From PCUSA NEWS <PCUSA.NEWS@ecunet.org>
Date Fri, 19 Sep 2003 20:58:12 -0500

Note #7941 from PCUSA NEWS to PRESBYNEWS:

Outreach Foundation project honored by United Nations
03395
September 19, 2003

Outreach Foundation project honored by United Nations

Nursery cares for orphaned and abandoned babies in Zambia

by Alexa Smith

LOUISVILLE-A nursery that is funded by The Outreach Foundation to care for
abandoned infants and babies whose mothers have died of AIDS has been honored
by the United Nations as a "best practice project" in Africa.
Known as The House of Moses, the nursery is located in Lusaka, Zambia, and is
operated there by the Christian Alliance for Children in Zambia, an
inter-denominational organization.

The Outreach Foundation is a validated mission support group of the
Presbyterian Church (USA), located in Franklin, TN, with the care of
vulnerable children as a growing emphasis in its work.

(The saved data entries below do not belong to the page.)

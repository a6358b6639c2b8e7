use std::{
    path::PathBuf,
    thread,
    time::{Duration, Instant},
};

use anyhow::{Result, bail};
use gesture_signal::{
    GestureConfig, GestureController, ScriptedDetector, TrackingStatus, pipeline::demo_script,
};

const RENDER_FPS: u64 = 60;
const RENDER_INTERVAL: Duration = Duration::from_micros(1_000_000 / RENDER_FPS);
const DETECTOR_FPS: u32 = 30;
// Extra render time after the script ends so the relaxation is visible.
const TAIL: Duration = Duration::from_secs(2);

struct Args {
    config: Option<PathBuf>,
    script: Option<PathBuf>,
}

fn parse_args() -> Result<Args> {
    let mut args = Args {
        config: None,
        script: None,
    };
    let mut it = std::env::args().skip(1);
    while let Some(arg) = it.next() {
        match arg.as_str() {
            "--config" => args.config = it.next().map(PathBuf::from),
            "--script" => args.script = it.next().map(PathBuf::from),
            other => bail!("unknown argument {other}; usage: [--config FILE] [--script FILE]"),
        }
    }
    Ok(args)
}

fn main() -> Result<()> {
    env_logger::init();

    let args = parse_args()?;
    let config = match &args.config {
        Some(path) => GestureConfig::from_json_file(path)?,
        None => GestureConfig::default(),
    };
    let detector = match &args.script {
        Some(path) => ScriptedDetector::from_json_file(path, DETECTOR_FPS)?,
        None => ScriptedDetector::new(demo_script(), DETECTOR_FPS),
    };
    let run_for = Duration::from_secs_f64(detector.len() as f64 / DETECTOR_FPS as f64) + TAIL;

    let mut controller = GestureController::new(config).with_detector(detector);
    let notices = controller.notices();

    if let Err(err) = controller.start() {
        log::error!("tracking unavailable: {err}");
    }

    let started = Instant::now();
    let mut status = TrackingStatus::Idle;
    let mut tick: u64 = 0;
    while started.elapsed() < run_for {
        let frame_start = Instant::now();
        let out = controller.render_tick();

        for notice in notices.try_iter() {
            log::info!("{}", notice.message().replace('\n', " | "));
        }

        let now = controller.status();
        if now != status {
            log::info!("STATUS: {}", now.label());
            status = now;
        }

        if tick % RENDER_FPS == 0 {
            let energy = controller.energy();
            log::info!(
                "rot=({:+.3}, {:+.3}) scale={:.3} speed={:.2} energy={:.2}",
                out.rot_x,
                out.rot_y,
                out.scale,
                out.speed,
                energy.level
            );
        }
        tick += 1;

        if let Some(rest) = RENDER_INTERVAL.checked_sub(frame_start.elapsed()) {
            thread::sleep(rest);
        }
    }

    controller.stop();
    for notice in notices.try_iter() {
        log::info!("{}", notice.message());
    }

    Ok(())
}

Stephen Lewis, the United Nations special envoy for HIV/AIDS in Africa,
visited the nursery in early August with an international delegation from the
United Nations and USAID to congratulate the staff and to allow a film crew
to capture its work. The video will be used to help others develop similar
projects elsewhere.

Lewis was accompanied by Graca Machel Mandela, the wife of Nelson Mandela.

"One of the huge problems in sub-Saharan Africa is orphans ... caring for
kids who have no place to go and who've been exposed or abandoned," said the
Rev. Robert J. Weingartner, the director of The Outreach Foundation.

Weingartner said The House of Moses provides 24-hour immediate care for
premature and high-risk infants who gave been abandoned or whose mothers have
recently died. Local police, hospitals, clinic and the Department of Social
Welfare bring children to the nursery for care.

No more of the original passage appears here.